What do you think has been your biggest achievement yet?
My two kids, Grayson and Molly Kate. The startup journey can be lonely and I’m all too familiar with the effects of the imposter syndrome, self-doubt and negative narratives that can go on in my head. But in those moments if I go and look at my two kids and remind myself that I had a part in creating them then even in those lowest moments I’m given a physical reminder of what I’m capable of creating.
What about your biggest setback or challenge; and how did you overcome it?
My biggest challenge is the hurt and loss I’ve caused to myself and those close to me by not making sense of my life early on. For me, setbacks and challenges like this are actually a gift b/c they typically point the way forward, the path forward is always in the setback. That way it becomes less about overcoming it and more about simply accepting my present circumstance for what they are and the message they are giving me.
On the business, EasyBins, our biggest challenge so far has been moving with the customer through the constant change of COVID. For sure, they’ve adopted online grocery as a result but their patterns and relationships with the world around them changed constantly for the past 12 months. For us moving with them meant staying real-time in our change, feedback and process improvement and getting a little more patient with the customer.

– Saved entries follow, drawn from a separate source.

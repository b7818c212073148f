//! Loading of ontology documents into a flattened mapping.

use std::path::Path;

use serde::Deserialize;
use tracing::{debug, warn};

use skin_map::flatten_document_into;
use skin_model::{ClassificationNode, OntologyDocument, OntologyMapping};

use crate::discovery::list_ontology_files;
use crate::error::{IngestError, Result};

/// Reads and parses one ontology document.
///
/// The top level is either a single node object or an array of root nodes.
pub fn read_ontology_document(path: &Path) -> Result<OntologyDocument> {
    let contents = std::fs::read_to_string(path).map_err(|e| IngestError::FileRead {
        path: path.to_path_buf(),
        source: e,
    })?;
    parse_ontology_document(&contents).map_err(|e| IngestError::OntologyParse {
        path: path.to_path_buf(),
        source: e,
    })
}

/// Parses document text with no nesting limit; the stack grows on demand.
fn parse_ontology_document(contents: &str) -> serde_json::Result<OntologyDocument> {
    let contents = contents.strip_prefix('\u{feff}').unwrap_or(contents);
    let mut deserializer = serde_json::Deserializer::from_str(contents);
    deserializer.disable_recursion_limit();
    let document = {
        let stacked = serde_stacker::Deserializer::new(&mut deserializer);
        if contents.trim_start().starts_with('[') {
            Vec::<ClassificationNode>::deserialize(stacked).map(OntologyDocument::Forest)?
        } else {
            ClassificationNode::deserialize(stacked).map(OntologyDocument::Tree)?
        }
    };
    deserializer.end()?;
    Ok(document)
}

/// Loads every ontology document in `dir` into one mapping.
///
/// Documents are flattened in filename order; a description defined in more
/// than one place keeps the path seen last. A directory without documents
/// yields an empty mapping, so every label will be unmatched.
///
/// # Errors
///
/// Fails when the directory cannot be listed or any document cannot be read
/// or parsed. No partial mapping is returned.
pub fn load_ontology_mapping(dir: &Path) -> Result<OntologyMapping> {
    let files = list_ontology_files(dir)?;
    if files.is_empty() {
        warn!(ontology_dir = %dir.display(), "no ontology documents found");
    }

    let mut mapping = OntologyMapping::new();
    for path in &files {
        let document = read_ontology_document(path)?;
        let before = mapping.len();
        flatten_document_into(&mut mapping, &document);
        debug!(
            path = %path.display(),
            roots = document.roots().len(),
            new_entries = mapping.len() - before,
            "ontology document loaded"
        );
    }
    Ok(mapping)
}

#[cfg(test)]
mod tests {
    use super::*;

    #[test]
    fn parses_single_node_and_forest() {
        let tree = parse_ontology_document(r#"{"code":"L20","description":"eczema"}"#)
            .expect("parse tree");
        assert!(matches!(tree, OntologyDocument::Tree(_)));

        let forest = parse_ontology_document(
            "\u{feff}\n  [{\"code\":\"L20\"},{\"code\":\"L40\",\"description\":\"psoriasis\"}]",
        )
        .expect("parse forest");
        assert_eq!(forest.roots().len(), 2);
    }

    #[test]
    fn reports_malformed_json() {
        assert!(parse_ontology_document("{\"code\": \"L20\",").is_err());
        assert!(parse_ontology_document("\"eczema\"").is_err());
        assert!(parse_ontology_document("").is_err());
        assert!(parse_ontology_document("{\"code\": \"L20\"} trailing").is_err());
    }
}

If you could go back in time and give your younger self advice, knowing what you know now, what would it be?
You are loved more than you can possibly imagine.
What’s your favorite business tool?
Airtable
What makes a successful entrepreneur?
You take the business a lot more serious than yourself and in doing so can put a little bit of space between what you do and who you are.
Someone wants to start their own business – what’s the first piece of advice or first step you recommend to them?
Put together a group of friends, peers or business leaders who are willing to give you direct and honest feedback on the business, your leadership or the market. Blind spots will exist, and if you could see them, they wouldn’t be blind spots, but a small group of friends who are willing to be honest and that you trust can help you see these blind spots. Identifying and eliminating those early and often will serve you well.
What’s a typical day of work look like for you?
Wake up early, I like the calm and quiet time of the morning, workout, eat breakfast then I try to keep meetings of at most 2 per day and those in the morning so that I can work on the business directly in the afternoons. Home by 6pm. Around lunch or in the evenings I keep a list of healthy activities that are good for me, sort of kind and loving behaviors I can do for myself. It’s crazy but if I don’t carry around this list I’ll forget, and a good friend reminded one time that I cannot give what I do not have.
What keeps you up at night?
A good book.
How do you stay motivated?
Two human hacks I’ve learned:
1. Whatever I focus on gets bigger and takes over my attention.
If I focus on all that is coming at me and how it’s overwhelming, then that overwhelming feeling is only going to get bigger. Likewise, if I focus on some specific motivating piece of the business – a great new relationship, the compelling vision of the company, the people who work on the business, that takes over and motivation re-enters.
2. Tension = growth.
So, when a challenging day or situation comes up, I know the company is being given an opportunity to take a big step forward.